Onto day two of Arc40K 2016. Some thoughts on day one can be found here.
The Players Awaken Crusade with Dawn of War deployment. The mission special rule was Traitor: each side nominates in secret one enemy unit as a traitor. The traitor is not revealed until after the game ends and is otherwise unaffected during play. At the end of this game the traitor is revealed and counts as an objective secured unit for your side.
This was a neat idea that meant that wins might turn into a draw, or worse, and added a nice layer to the game.
I played Sean with a rock hard Nurgle Daemon list and copped a 20-5 loss. They don’t come bigger than that. I just couldn’t deal enough damage into regenerating, toughness 6 (and more) beasts to make any headway.
Strike for the Heart. The only mission not from the book, but they kept it pretty simple. Dawn of War deployment and you chose one of two objectives, which was kept secret until the end of the game: kill points or more scoring units within 6″ of centre of table.
With all my units scoring and facing a Deathwing army, I selected to dominate the table centre. Not surprisingly, my opponent Shaun went for kill points.
Despite a cheeky last stand by Brother Captain Varus and his rhino, I lost 20-5. Did I mention that the Deathwing also bought an Imperial Knight. It stomped. A lot.
The final mission was kill points with a hammer and anvil set-up. Modest twist was that the kill points escalated so units destroyed later in the game were worth more than those early.
I faced off against Jessie with a bunch of space wolf terminators in landraiders.
Initially I found it hard to crack open his landraiders, and a poor initial set-up left me finding it hard to concentrate fire. The Librarius Conclave were still telling each other stories about killing Tyranids to do anything useful, but a veteran sergeant did deliver a power fist to Jessie’s captain, so the game wasn’t a complete right-off.
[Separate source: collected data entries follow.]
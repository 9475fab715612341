//! Validation statistics over paired model/observation series.
//!
//! All metrics marginalize first: index `i` is dropped from both series
//! when either value is NaN, and every formula then operates on the
//! surviving paired subset. A [`ValidationSummary`] is recomputed from
//! scratch for each batch of matched pairs, never updated incrementally.

use std::fmt;

use nereus_stats::{marginalize, mean, nanstd, pearson};

/// Agreement statistics between a model series and an observation series.
///
/// Sign convention: differences are `obs - model`, so a positive bias
/// means the observations run higher than the model.
#[derive(Debug, Clone, PartialEq)]
pub struct ValidationSummary {
    /// Mean of `obs - model`.
    pub bias: f64,
    /// Mean squared deviation.
    pub msd: f64,
    /// Root mean squared deviation.
    pub rmsd: f64,
    /// Mean absolute deviation.
    pub mad: f64,
    /// Pearson correlation of the paired subset; NaN when either series
    /// has zero variance.
    pub corr: f64,
    /// Scatter index from RMSD, as a percentage of the mean observation.
    pub si_rmse: f64,
    /// Scatter index from the deviation spread, as a percentage of the
    /// mean observation.
    pub si_std: f64,
    /// Mean of the model series (mean of product).
    pub mean_model: f64,
    /// Mean of the observation series (mean of reference).
    pub mean_obs: f64,
    /// Number of valid pairs the statistics were computed over.
    pub n: usize,
}

impl fmt::Display for ValidationSummary {
    fn fmt(&self, f: &mut fmt::Formatter<'_>) -> fmt::Result {
        writeln!(f, "# ---")?;
        writeln!(f, "Validation stats")?;
        writeln!(f, "# ---")?;
        writeln!(f, "Correlation Coefficient: {:.2}", self.corr)?;
        writeln!(f, "Root Mean Squared Error: {:.2}", self.rmsd)?;
        writeln!(f, "Mean Absolute Error: {:.2}", self.mad)?;
        writeln!(f, "Bias: {:.2}", self.bias)?;
        writeln!(f, "Scatter Index: {:.2}", self.si_std)?;
        writeln!(f, "Mean of Model: {:.2}", self.mean_model)?;
        writeln!(f, "Mean of Observations: {:.2}", self.mean_obs)?;
        write!(f, "Number of Collocated Values: {}", self.n)
    }
}

/// Computes the full validation summary for two equal-length series.
///
/// Returns `None` when no valid pairs survive marginalization; callers
/// treat that as "no data", not as an error.
///
/// # Panics
///
/// Panics if the two slices differ in length.
pub fn validate(model: &[f64], obs: &[f64]) -> Option<ValidationSummary> {
    assert_eq!(model.len(), obs.len(), "validate: series length mismatch");
    let (model, obs, _) = marginalize(model, obs);
    let n = model.len();
    if n == 0 {
        return None;
    }

    let diffs: Vec<f64> = obs.iter().zip(model.iter()).map(|(o, m)| o - m).collect();
    let bias = mean(&diffs);
    let msd = diffs.iter().map(|d| d * d).sum::<f64>() / n as f64;
    let rmsd = msd.sqrt();
    let mad = diffs.iter().map(|d| d.abs()).sum::<f64>() / n as f64;
    let corr = pearson(&model, &obs);

    let mean_obs = mean(&obs);
    let mean_model = mean(&model);
    let si_rmse = rmsd / mean_obs * 100.0;
    let si_std = nanstd(&diffs) / mean_obs * 100.0;

    Some(ValidationSummary {
        bias,
        msd,
        rmsd,
        mad,
        corr,
        si_rmse,
        si_std,
        mean_model,
        mean_obs,
        n,
    })
}

#[cfg(test)]
mod tests {
    use super::*;
    use approx::{assert_abs_diff_eq, assert_relative_eq};

    #[test]
    fn self_validation_identities() {
        let a = [1.2, 2.5, 0.8, 3.1, 1.9];
        let s = validate(&a, &a).expect("valid pairs");
        assert_abs_diff_eq!(s.bias, 0.0, epsilon = 1e-12);
        assert_abs_diff_eq!(s.msd, 0.0, epsilon = 1e-12);
        assert_abs_diff_eq!(s.rmsd, 0.0, epsilon = 1e-12);
        assert_abs_diff_eq!(s.mad, 0.0, epsilon = 1e-12);
        assert_relative_eq!(s.corr, 1.0, epsilon = 1e-12);
        assert_eq!(s.n, 5);
    }

    #[test]
    fn bias_sign_convention() {
        // Observations consistently 0.5 above the model
        let model = [1.0, 2.0, 3.0];
        let obs = [1.5, 2.5, 3.5];
        let s = validate(&model, &obs).unwrap();
        assert_relative_eq!(s.bias, 0.5, epsilon = 1e-12);
        assert_relative_eq!(s.rmsd, 0.5, epsilon = 1e-12);
        assert_relative_eq!(s.mad, 0.5, epsilon = 1e-12);
        assert_relative_eq!(s.msd, 0.25, epsilon = 1e-12);
    }

    #[test]
    fn marginalization_drops_nan_pairs() {
        let model = [1.0, f64::NAN, 3.0, 4.0];
        let obs = [1.0, 2.0, f64::NAN, 4.0];
        let s = validate(&model, &obs).unwrap();
        assert_eq!(s.n, 2);
        assert_abs_diff_eq!(s.bias, 0.0, epsilon = 1e-12);
    }

    #[test]
    fn all_nan_pairs_gives_none() {
        let model = [f64::NAN, 1.0];
        let obs = [2.0, f64::NAN];
        assert!(validate(&model, &obs).is_none());
    }

    #[test]
    fn empty_input_gives_none() {
        assert!(validate(&[], &[]).is_none());
    }

    #[test]
    fn zero_variance_correlation_is_nan() {
        let model = [2.0, 2.0, 2.0];
        let obs = [1.0, 2.0, 3.0];
        let s = validate(&model, &obs).unwrap();
        assert!(s.corr.is_nan());
    }

    #[test]
    fn scatter_indices() {
        let model = [1.0, 2.0, 3.0, 4.0];
        let obs = [1.4, 1.8, 3.4, 3.8];
        let s = validate(&model, &obs).unwrap();
        // diffs = [0.4, -0.2, 0.4, -0.2]; mean(obs) = 2.6
        let msd: f64 = (0.16 + 0.04 + 0.16 + 0.04) / 4.0;
        assert_relative_eq!(s.si_rmse, msd.sqrt() / 2.6 * 100.0, epsilon = 1e-9);
        // population std of diffs = 0.3
        assert_relative_eq!(s.si_std, 0.3 / 2.6 * 100.0, epsilon = 1e-9);
    }

    #[test]
    fn means_reported() {
        let model = [2.0, 4.0];
        let obs = [3.0, 5.0];
        let s = validate(&model, &obs).unwrap();
        assert_relative_eq!(s.mean_model, 3.0, epsilon = 1e-12);
        assert_relative_eq!(s.mean_obs, 4.0, epsilon = 1e-12);
    }

    #[test]
    fn display_block() {
        let model = [1.0, 2.0, 3.0];
        let obs = [1.5, 2.5, 3.5];
        let s = validate(&model, &obs).unwrap();
        let text = s.to_string();
        assert!(text.contains("Validation stats"));
        assert!(text.contains("Bias: 0.50"));
        assert!(text.contains("Number of Collocated Values: 3"));
    }
}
Jessie got his first win for the tournament and I got tabled in a 20-6 loss, for a final tally of 5 losses and a draw to finish 115th!
So back to the Arc drawing board. I have 12 months to sort out an actual game plan.
Photos are starting to surface, check out Arc40K on FaceBook and also this flikr account by dirkpawlik.
Despite the sorry tale on the tabletop, Arcanacon rocked. Congratulations to the winners and thank-you to my opponents – good winners, all of you – and see you next year.